__RECORDED INFORMATION__
"""

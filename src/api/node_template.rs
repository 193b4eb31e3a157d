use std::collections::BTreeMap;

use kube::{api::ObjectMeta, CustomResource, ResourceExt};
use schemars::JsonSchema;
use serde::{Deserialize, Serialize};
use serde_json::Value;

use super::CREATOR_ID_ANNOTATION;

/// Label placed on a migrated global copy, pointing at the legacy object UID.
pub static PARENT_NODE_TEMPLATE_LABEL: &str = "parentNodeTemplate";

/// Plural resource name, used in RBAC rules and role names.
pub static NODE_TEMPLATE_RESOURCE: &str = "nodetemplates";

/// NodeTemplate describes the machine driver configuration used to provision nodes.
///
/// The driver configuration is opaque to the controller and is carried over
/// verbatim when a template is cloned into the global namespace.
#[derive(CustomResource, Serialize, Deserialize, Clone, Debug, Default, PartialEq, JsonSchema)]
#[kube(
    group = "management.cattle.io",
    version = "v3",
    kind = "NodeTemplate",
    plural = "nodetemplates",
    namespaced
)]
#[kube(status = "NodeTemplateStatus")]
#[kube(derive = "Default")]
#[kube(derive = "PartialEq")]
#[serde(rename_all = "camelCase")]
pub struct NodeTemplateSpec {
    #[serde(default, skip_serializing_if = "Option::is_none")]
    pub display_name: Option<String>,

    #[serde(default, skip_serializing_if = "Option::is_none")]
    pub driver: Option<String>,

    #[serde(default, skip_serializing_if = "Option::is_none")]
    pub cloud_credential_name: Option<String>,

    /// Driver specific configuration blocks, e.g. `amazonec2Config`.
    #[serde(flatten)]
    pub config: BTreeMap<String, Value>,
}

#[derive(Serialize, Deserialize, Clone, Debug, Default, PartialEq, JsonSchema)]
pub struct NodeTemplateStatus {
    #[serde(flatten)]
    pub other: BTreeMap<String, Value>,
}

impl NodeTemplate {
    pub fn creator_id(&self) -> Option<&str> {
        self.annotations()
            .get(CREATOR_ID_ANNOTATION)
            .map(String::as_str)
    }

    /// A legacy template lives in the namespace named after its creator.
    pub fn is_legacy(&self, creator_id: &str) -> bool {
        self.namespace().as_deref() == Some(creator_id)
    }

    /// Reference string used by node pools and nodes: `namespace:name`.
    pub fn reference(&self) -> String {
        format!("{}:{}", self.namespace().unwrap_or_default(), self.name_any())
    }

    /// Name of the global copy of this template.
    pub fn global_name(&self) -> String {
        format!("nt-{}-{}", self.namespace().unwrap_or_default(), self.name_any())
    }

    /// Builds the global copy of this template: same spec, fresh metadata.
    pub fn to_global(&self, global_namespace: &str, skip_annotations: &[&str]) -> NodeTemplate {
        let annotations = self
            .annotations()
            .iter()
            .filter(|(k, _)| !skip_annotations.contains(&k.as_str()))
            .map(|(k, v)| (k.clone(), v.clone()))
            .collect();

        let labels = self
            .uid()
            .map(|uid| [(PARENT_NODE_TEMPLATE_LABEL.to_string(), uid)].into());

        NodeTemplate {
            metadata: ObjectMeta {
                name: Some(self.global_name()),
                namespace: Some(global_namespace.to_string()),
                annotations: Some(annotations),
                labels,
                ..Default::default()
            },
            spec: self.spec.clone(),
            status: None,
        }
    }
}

"""

__TASK DETAILS__
Extract every line containing the string "this" from the material.

__YOUR SOLUTION__
    /// Name of the global copy of this template.
    /// Builds the global copy of this template: same spec, fresh metadata.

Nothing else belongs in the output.